Ford workers test exoskeletons for overhead tasks and injury protection
- The Ford Motor Company says it is testing an exoskeleton, a rigid body covering, that eases heavy lifting and helps with performing overhead tasks. Ford partnered with Ekso Bionics, which designed the non-powered exoskeleton called the EksoVest.
- Ford employees perform lifting and overhead tasks up to 4,600 times a day, or a million times a year. The EksoVest allows workers to lift five to 15 pounds per arm, while easing upper-body strain and preventing fatigue, Ford said in a press release.
- With support from the United Automobile Workers and Ford, EksoVest is being piloted in two U.S. plants, with plans to test in other regions, including Europe and South America, Ford says.
With back pain being one of the most common health problems, the EksoVest could be a solution to the physical strain many workers in heavy-labor occupations face daily. So problematic is back pain, that employers have started including back-pain management in their wellness programs.

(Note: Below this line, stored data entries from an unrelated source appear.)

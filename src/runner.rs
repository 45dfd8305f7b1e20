//! Config-driven entry points: one run, or both policies side by side.

use chrono::{DateTime, Utc};
use tracing::info;

use crate::config::ScenarioConfig;
use crate::error::SimError;
use crate::signal::PeriodSignal;
use crate::sim::engine::Engine;
use crate::sim::kpi::PolicyComparison;
use crate::sim::policy::{DispatchPolicy, GreedyPolicy, LookaheadPolicy};
use crate::sim::types::SimulationResult;

/// Both runs over one series plus the EBITDA comparison.
#[derive(Debug, Clone)]
pub struct ScenarioComparison {
    pub greedy: SimulationResult,
    pub lookahead: SimulationResult,
    pub report: PolicyComparison,
}

/// Runs the scenario's configured policy over `signals`.
///
/// # Errors
///
/// Returns the first configuration violation as `SimError::Config`, or any
/// data or invariant error raised by the run.
pub fn run_scenario(
    config: &ScenarioConfig,
    signals: &[PeriodSignal],
) -> Result<SimulationResult, SimError> {
    check(config)?;
    run_with(config, config.policy()?, signals)
}

/// Runs greedy and lookahead over the same `signals`, each with its own
/// battery state, and compares their EBITDA.
///
/// The configured policy name is ignored; the horizon is taken from the
/// scenario.
///
/// # Errors
///
/// See [`run_scenario`].
pub fn compare_policies(
    config: &ScenarioConfig,
    signals: &[PeriodSignal],
) -> Result<ScenarioComparison, SimError> {
    check(config)?;
    let greedy = run_with(config, GreedyPolicy, signals)?;
    let lookahead = run_with(
        config,
        LookaheadPolicy::new(config.simulation.lookahead_horizon)?,
        signals,
    )?;

    let report =
        PolicyComparison::from_summaries(greedy.summary.clone(), lookahead.summary.clone());
    info!(
        improvement = report.improvement,
        improvement_pct = report.improvement_pct,
        "policy comparison complete"
    );

    Ok(ScenarioComparison {
        greedy,
        lookahead,
        report,
    })
}

/// Generates the scenario's synthetic price series starting at `start`.
///
/// # Errors
///
/// Returns `SimError::Config` if the period length is out of range or the
/// series would overflow the timestamp range.
pub fn synthetic_signals(
    config: &ScenarioConfig,
    start: DateTime<Utc>,
) -> Result<Vec<PeriodSignal>, SimError> {
    let signals = config.profile.generate(
        start,
        config.simulation.periods,
        config.simulation.period_hours,
    )?;
    Ok(signals)
}

fn check(config: &ScenarioConfig) -> Result<(), SimError> {
    match config.validate().into_iter().next() {
        Some(first) => Err(first.into()),
        None => Ok(()),
    }
}

fn run_with<P: DispatchPolicy>(
    config: &ScenarioConfig,
    policy: P,
    signals: &[PeriodSignal],
) -> Result<SimulationResult, SimError> {
    let engine = Engine::new(config.battery_config()?, config.sim_config()?, policy);
    engine.run(signals)
}

#[cfg(test)]
mod tests {
    use super::*;
    use chrono::TimeZone;

    fn start() -> DateTime<Utc> {
        Utc.with_ymd_and_hms(2025, 1, 6, 0, 0, 0).unwrap()
    }

    #[test]
    fn deterministic_run() {
        let cfg = ScenarioConfig::btm();
        let signals = synthetic_signals(&cfg, start()).unwrap();
        let a = run_scenario(&cfg, &signals).unwrap();
        let b = run_scenario(&cfg, &signals).unwrap();
        assert_eq!(a, b);
    }

    #[test]
    fn synthetic_length_follows_config() {
        let mut cfg = ScenarioConfig::btm();
        cfg.simulation.periods = 10;
        assert_eq!(synthetic_signals(&cfg, start()).unwrap().len(), 10);
    }

    #[test]
    fn oversized_period_is_error_not_panic() {
        let mut cfg = ScenarioConfig::btm();
        cfg.simulation.period_hours = 1e12;
        let err = synthetic_signals(&cfg, start()).unwrap_err();
        assert!(matches!(
            err,
            SimError::Config(ref e) if e.field == "simulation.period_hours"
        ));
    }

    #[test]
    fn invalid_config_rejected_before_run() {
        let mut cfg = ScenarioConfig::btm();
        cfg.battery.initial_soc_mwh = 99.0;
        let signals = synthetic_signals(&ScenarioConfig::btm(), start()).unwrap();
        let err = run_scenario(&cfg, &signals).unwrap_err();
        assert!(matches!(
            err,
            SimError::Config(ref e) if e.field == "battery.initial_soc_mwh"
        ));
    }

    #[test]
    fn comparison_reports_both_policies() {
        let cfg = ScenarioConfig::arbitrage_demo();
        let signals = synthetic_signals(&cfg, start()).unwrap();
        let cmp = compare_policies(&cfg, &signals).unwrap();
        assert_eq!(cmp.greedy.policy, "greedy");
        assert_eq!(cmp.lookahead.policy, "lookahead");
        assert_eq!(
            cmp.report.improvement,
            cmp.lookahead.summary.ebitda - cmp.greedy.summary.ebitda
        );
    }
}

The EksoVest and other similar inventions have the potential to improve diversity in manufacturing and construction, giving older workers and those with disabilities access to jobs that might otherwise be out of reach. It also aims to reduce fatigue, potentially limiting accidents in the workplace.
These exoskeletons are an interesting example of the potential future of human and tech collaboration. While automation is only growing in the workplace, pairings like this also reveal the inclusive power of tech.